Saturday, June 09, 2018

Mini Book Review Trio: Explosions, Bobbing for a Big Apple and a Lucky Peach

Recently, I was looking at the to-review pile piling-up on my bookshelf and I thought This is nuts! Why am I letting these things go and only putting out one or two review posts a year, consisting of a dozen books? Not only does it take a long time to write — and read! — those fat compilations, but I've got a move coming up in the next couple of months, and it'll be easy to lose track of which books have been reviewed and which haven't. So I've decided to do something I should have done a few years ago: cut these review lists down. From now on, I think I'll only do three at a time. That's easily digestible and won't take hours to write (and it makes it easier to remember story elements if I'm not trying to recall something from a better part of a year ago!).

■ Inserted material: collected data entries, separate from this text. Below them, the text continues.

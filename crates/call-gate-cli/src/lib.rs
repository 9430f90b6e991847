//! Embedded call gate command surface for host runtimes.
//!
//! Hosts embed admission behavior through:
//! - [`run_cli`] for full parsed CLI execution.
//! - [`run_with_db`] for direct [`Command`] execution against a DB path.
//! - [`run_command`] for execution against an existing [`SqliteCallStore`].

use std::collections::BTreeMap;
use std::path::{Path, PathBuf};
use std::sync::Arc;

use anyhow::{anyhow, Context, Result};
use call_gate_core::{
    format_millis_rfc3339, normalize, normalize_for_dedup, AdmissionEngine, AttemptOutcome,
    AttemptRecord, CallDirection, CallEvent, CallScreener, ContactRule, IdempotencyGuard,
    ObserverSource, RuleStore, ScreeningDecision, Verdict,
};
use call_gate_store_sqlite::SqliteCallStore;
use clap::{ArgAction, Args, Parser, Subcommand, ValueEnum};
use serde::Serialize;
use tracing::debug;
use tracing_subscriber::EnvFilter;

pub const LOG_ENV: &str = "CALL_GATE_LOG";
const MAX_REDUNDANT_OBSERVERS: usize = 16;

#[derive(Debug, Parser)]
#[command(name = "cg")]
#[command(about = "Call gate admission CLI")]
pub struct Cli {
    #[arg(long, default_value = "./call_gate.sqlite3")]
    db: PathBuf,

    /// Log engine decisions to stderr.
    #[arg(long)]
    debug: bool,

    #[command(subcommand)]
    command: Command,
}

#[derive(Debug, Subcommand)]
pub enum Command {
    Rule {
        #[command(subcommand)]
        command: RuleCommand,
    },
    Settings {
        #[command(subcommand)]
        command: SettingsCommand,
    },
    /// Evaluate a dial attempt without recording anything.
    Check(NumberArgs),
    Record(RecordArgs),
    /// Run the full observer flow for one call, optionally delivered redundantly.
    Dial(DialArgs),
    History(HistoryArgs),
    Normalize(NormalizeArgs),
}

#[derive(Debug, Subcommand)]
pub enum RuleCommand {
    Set(RuleSetArgs),
    Show(NumberArgs),
    List,
    Delete(NumberArgs),
    ManageAll(ManageAllArgs),
}

#[derive(Debug, Subcommand)]
pub enum SettingsCommand {
    Show,
    Set(SettingsSetArgs),
}

#[derive(Debug, Args)]
pub struct NumberArgs {
    #[arg(long)]
    number: String,
}

#[derive(Debug, Args)]
pub struct RuleSetArgs {
    #[arg(long)]
    number: String,
    #[arg(long)]
    name: Option<String>,
    #[arg(long, action = ArgAction::Set)]
    managed: Option<bool>,
    #[arg(long)]
    limit: Option<u32>,
    #[arg(long)]
    window_hours: Option<u32>,
    #[arg(long)]
    notes: Option<String>,
}

#[derive(Debug, Args)]
pub struct ManageAllArgs {
    #[arg(long, action = ArgAction::Set)]
    managed: bool,
}

#[derive(Debug, Args)]
pub struct SettingsSetArgs {
    #[arg(long, action = ArgAction::Set)]
    redirect_enabled: Option<bool>,
    #[arg(long)]
    redirect_number: Option<String>,
}

#[derive(Debug, Args)]
pub struct RecordArgs {
    #[arg(long)]
    number: String,
    #[arg(long)]
    outcome: OutcomeArg,
    #[arg(long)]
    helper: Option<String>,
}

#[derive(Debug, Args)]
pub struct DialArgs {
    #[arg(long)]
    number: String,
    #[arg(long, value_enum, default_value_t = SourceArg::UserDial)]
    source: SourceArg,
    /// Number of observers reporting the same call concurrently.
    #[arg(long, default_value_t = 1)]
    redundant: usize,
    #[arg(long)]
    incoming: bool,
}

#[derive(Debug, Args)]
pub struct HistoryArgs {
    #[arg(long)]
    limit: Option<usize>,
    /// Filter by number digits or contact name.
    #[arg(long)]
    search: Option<String>,
}

#[derive(Debug, Args)]
pub struct NormalizeArgs {
    #[arg(long)]
    number: String,
    #[arg(long)]
    dedup: bool,
}

#[derive(Debug, Clone, Copy, ValueEnum)]
pub enum OutcomeArg {
    Success,
    Blocked,
    Redirected,
}

#[derive(Debug, Clone, Copy, ValueEnum)]
pub enum SourceArg {
    OutgoingBroadcast,
    CallScreening,
    ActiveCall,
    UserDial,
}

impl From<SourceArg> for ObserverSource {
    fn from(value: SourceArg) -> Self {
        match value {
            SourceArg::OutgoingBroadcast => Self::OutgoingBroadcast,
            SourceArg::CallScreening => Self::CallScreening,
            SourceArg::ActiveCall => Self::ActiveCall,
            SourceArg::UserDial => Self::UserDial,
        }
    }
}

#[derive(Debug, Serialize)]
struct VerdictPayload {
    contract_version: &'static str,
    number: String,
    #[serde(flatten)]
    verdict: Verdict,
}

#[derive(Debug, Serialize)]
struct AttemptPayload {
    id: i64,
    phone_key: String,
    number: String,
    name: Option<String>,
    outcome: &'static str,
    helper_number: Option<String>,
    call_type: &'static str,
    call_type_code: i64,
    occurred_at: String,
    occurred_at_ms: i64,
}

#[derive(Debug, Serialize)]
struct HistoryPayload {
    contract_version: &'static str,
    records: Vec<AttemptPayload>,
}

#[derive(Debug, Serialize)]
struct DialPayload {
    contract_version: &'static str,
    number: String,
    decisions: Vec<ScreeningDecision>,
}

#[derive(Debug, Serialize)]
struct NormalizePayload {
    raw: String,
    normalized: String,
    mode: &'static str,
}

/// Installs the stderr `fmt` subscriber; later calls are no-ops.
pub fn init_logging(debug: bool) {
    let fallback = if debug { "info" } else { "warn" };
    let filter = EnvFilter::try_from_env(LOG_ENV).unwrap_or_else(|_| EnvFilter::new(fallback));
    let _ = tracing_subscriber::fmt()
        .with_env_filter(filter)
        .with_writer(std::io::stderr)
        .with_target(false)
        .try_init();
}

/// Executes the parsed top-level CLI command graph.
///
/// # Errors
/// Returns an error when store open/migrate fails or the command fails.
pub fn run_cli(cli: Cli) -> Result<()> {
    init_logging(cli.debug);
    match cli.command {
        Command::Normalize(args) => run_normalize(&args),
        command => run_with_db(&cli.db, command),
    }
}

/// Executes a parsed command using the provided `SQLite` DB path.
///
/// # Errors
/// Returns an error when store open/migrate fails or the requested command fails.
pub fn run_with_db(db_path: &Path, command: Command) -> Result<()> {
    let store = SqliteCallStore::open(db_path)?;
    store.migrate()?;
    run_command(command, &Arc::new(store))
}

/// Executes a parsed command against an existing store handle.
///
/// # Errors
/// Returns an error when validation, persistence, or evaluation fails.
pub fn run_command(command: Command, store: &Arc<SqliteCallStore>) -> Result<()> {
    match command {
        Command::Rule { command } => run_rule(command, store),
        Command::Settings { command } => run_settings(command, store),
        Command::Check(args) => {
            let engine = AdmissionEngine::from_store(Arc::clone(store));
            let verdict = engine.evaluate(&args.number)?;
            print_json(&VerdictPayload {
                contract_version: "verdict.v1",
                number: normalize(&args.number),
                verdict,
            })
        }
        Command::Record(args) => {
            let outcome = match (args.outcome, args.helper) {
                (OutcomeArg::Success, _) => AttemptOutcome::Success,
                (OutcomeArg::Blocked, _) => AttemptOutcome::Blocked,
                (OutcomeArg::Redirected, Some(helper)) if !normalize(&helper).is_empty() => {
                    AttemptOutcome::Redirected { helper }
                }
                (OutcomeArg::Redirected, _) => {
                    return Err(anyhow!("--helper <number> is required for redirected outcomes"));
                }
            };

            let engine = AdmissionEngine::from_store(Arc::clone(store));
            let record = engine.record_outcome(&args.number, &outcome)?;
            let names = rule_names(store)?;
            print_json(&attempt_payload(&record, &names)?)
        }
        Command::Dial(args) => run_dial(&args, store),
        Command::History(args) => run_history(&args, store),
        Command::Normalize(args) => run_normalize(&args),
    }
}

fn run_rule(command: RuleCommand, store: &SqliteCallStore) -> Result<()> {
    match command {
        RuleCommand::Set(args) => {
            let number = normalize(&args.number);
            let mut rule = match store.rule_for(&number)? {
                Some(existing) => existing,
                None => ContactRule::new(&number, args.name.clone().unwrap_or_else(|| number.clone())),
            };

            if let Some(name) = args.name {
                rule.name = name;
            }
            if let Some(managed) = args.managed {
                rule.is_managed = managed;
            }
            if let Some(limit) = args.limit {
                rule.call_limit = limit;
            }
            if let Some(window_hours) = args.window_hours {
                rule.time_window_hours = window_hours;
            }
            if let Some(notes) = args.notes {
                rule.notes = if notes.trim().is_empty() { None } else { Some(notes) };
            }

            store.upsert_rule(&rule)?;
            print_json(&rule)
        }
        RuleCommand::Show(args) => {
            let number = normalize(&args.number);
            let rule = store
                .rule_for(&number)?
                .ok_or_else(|| anyhow!("no contact rule for {number}"))?;
            print_json(&rule)
        }
        RuleCommand::List => print_json(&store.list_rules()?),
        RuleCommand::Delete(args) => {
            let number = normalize(&args.number);
            let deleted = store.delete_rule(&number)?;
            print_json(&serde_json::json!({ "number": number, "deleted": deleted }))
        }
        RuleCommand::ManageAll(args) => {
            let updated = store.set_all_managed(args.managed)?;
            print_json(&serde_json::json!({ "is_managed": args.managed, "updated": updated }))
        }
    }
}

fn run_settings(command: SettingsCommand, store: &SqliteCallStore) -> Result<()> {
    match command {
        SettingsCommand::Show => print_json(&store.get_settings()?),
        SettingsCommand::Set(args) => {
            if args.redirect_enabled.is_none() && args.redirect_number.is_none() {
                return Err(anyhow!(
                    "at least one of --redirect-enabled or --redirect-number is required"
                ));
            }
            if let Some(enabled) = args.redirect_enabled {
                store.set_redirect_enabled(enabled)?;
            }
            if let Some(number) = args.redirect_number.as_deref() {
                store.set_redirect_number(number)?;
            }
            print_json(&store.get_settings()?)
        }
    }
}

fn run_dial(args: &DialArgs, store: &Arc<SqliteCallStore>) -> Result<()> {
    if args.redundant == 0 || args.redundant > MAX_REDUNDANT_OBSERVERS {
        return Err(anyhow!(
            "--redundant must be between 1 and {MAX_REDUNDANT_OBSERVERS}"
        ));
    }

    let screener = CallScreener::new(
        AdmissionEngine::from_store(Arc::clone(store)),
        IdempotencyGuard::default(),
    );
    let event = CallEvent {
        raw_number: args.number.clone(),
        direction: if args.incoming {
            CallDirection::Incoming
        } else {
            CallDirection::Outgoing
        },
        source: args.source.into(),
    };

    let decisions = std::thread::scope(|scope| {
        let handles: Vec<_> = (0..args.redundant)
            .map(|_| scope.spawn(|| screener.screen(&event)))
            .collect();
        handles
            .into_iter()
            .map(|handle| match handle.join() {
                Ok(result) => result.map_err(Into::into),
                Err(_) => Err(anyhow!("observer thread panicked")),
            })
            .collect::<Result<Vec<_>>>()
    })?;

    debug!(
        event = "dial.completed",
        observers = decisions.len(),
        number = %normalize(&args.number),
    );
    print_json(&DialPayload {
        contract_version: "dial.v1",
        number: normalize(&args.number),
        decisions,
    })
}

fn run_history(args: &HistoryArgs, store: &SqliteCallStore) -> Result<()> {
    print_json(&collect_history(args, store)?)
}

fn collect_history(args: &HistoryArgs, store: &SqliteCallStore) -> Result<HistoryPayload> {
    let names = rule_names(store)?;
    let needle = args.search.as_deref().map(str::trim).unwrap_or_default();
    let needle_digits = normalize(needle);
    let needle_lower = needle.to_lowercase();

    let mut records = Vec::new();
    for record in store.list_attempts(None)? {
        if args.limit.is_some_and(|limit| records.len() >= limit) {
            break;
        }

        let matches = needle.is_empty()
            || (!needle_digits.is_empty() && record.number.contains(&needle_digits))
            || names
                .get(&record.number)
                .is_some_and(|name| name.to_lowercase().contains(&needle_lower));
        if !matches {
            continue;
        }

        records.push(attempt_payload(&record, &names)?);
    }

    Ok(HistoryPayload {
        contract_version: "history.v1",
        records,
    })
}

fn run_normalize(args: &NormalizeArgs) -> Result<()> {
    let (normalized, mode) = if args.dedup {
        (normalize_for_dedup(&args.number), "dedup")
    } else {
        (normalize(&args.number), "identity")
    };
    print_json(&NormalizePayload {
        raw: args.number.clone(),
        normalized,
        mode,
    })
}

fn rule_names(store: &SqliteCallStore) -> Result<BTreeMap<String, String>> {
    Ok(store
        .list_rules()?
        .into_iter()
        .map(|rule| (rule.phone_number, rule.name))
        .collect())
}

fn attempt_payload(
    record: &AttemptRecord,
    names: &BTreeMap<String, String>,
) -> Result<AttemptPayload> {
    let phone_key = record.phone_key();
    let (number, outcome) = AttemptOutcome::parse_key(&phone_key);

    Ok(AttemptPayload {
        id: record.id,
        name: names.get(&number).cloned(),
        outcome: outcome.as_str(),
        helper_number: outcome.helper().map(str::to_string),
        call_type: record.call_type.as_str(),
        call_type_code: record.call_type.code(),
        occurred_at: format_millis_rfc3339(record.timestamp_ms)?,
        occurred_at_ms: record.timestamp_ms,
        phone_key,
        number,
    })
}

fn print_json<T: Serialize + ?Sized>(value: &T) -> Result<()> {
    let body = serde_json::to_string_pretty(value).context("failed to serialize output")?;
    println!("{body}");
    Ok(())
}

For this first reformatted review collection, I've chosen a trio with the common theme of frightening subject matter:  paranormal monsters only held at bay by a few brave superheroes, climate change, and the challenge of making a business pitch. Here now are my rambling meditations on:

All Those Explosions Were Someone Else's Fault by James Alan Gardner

New York 2140 by Kim Stanley Robinson

Gods, Monsters, and the Lucky Peach by Kelly Robson


As always, consider yourself warned: Here there be spoilers.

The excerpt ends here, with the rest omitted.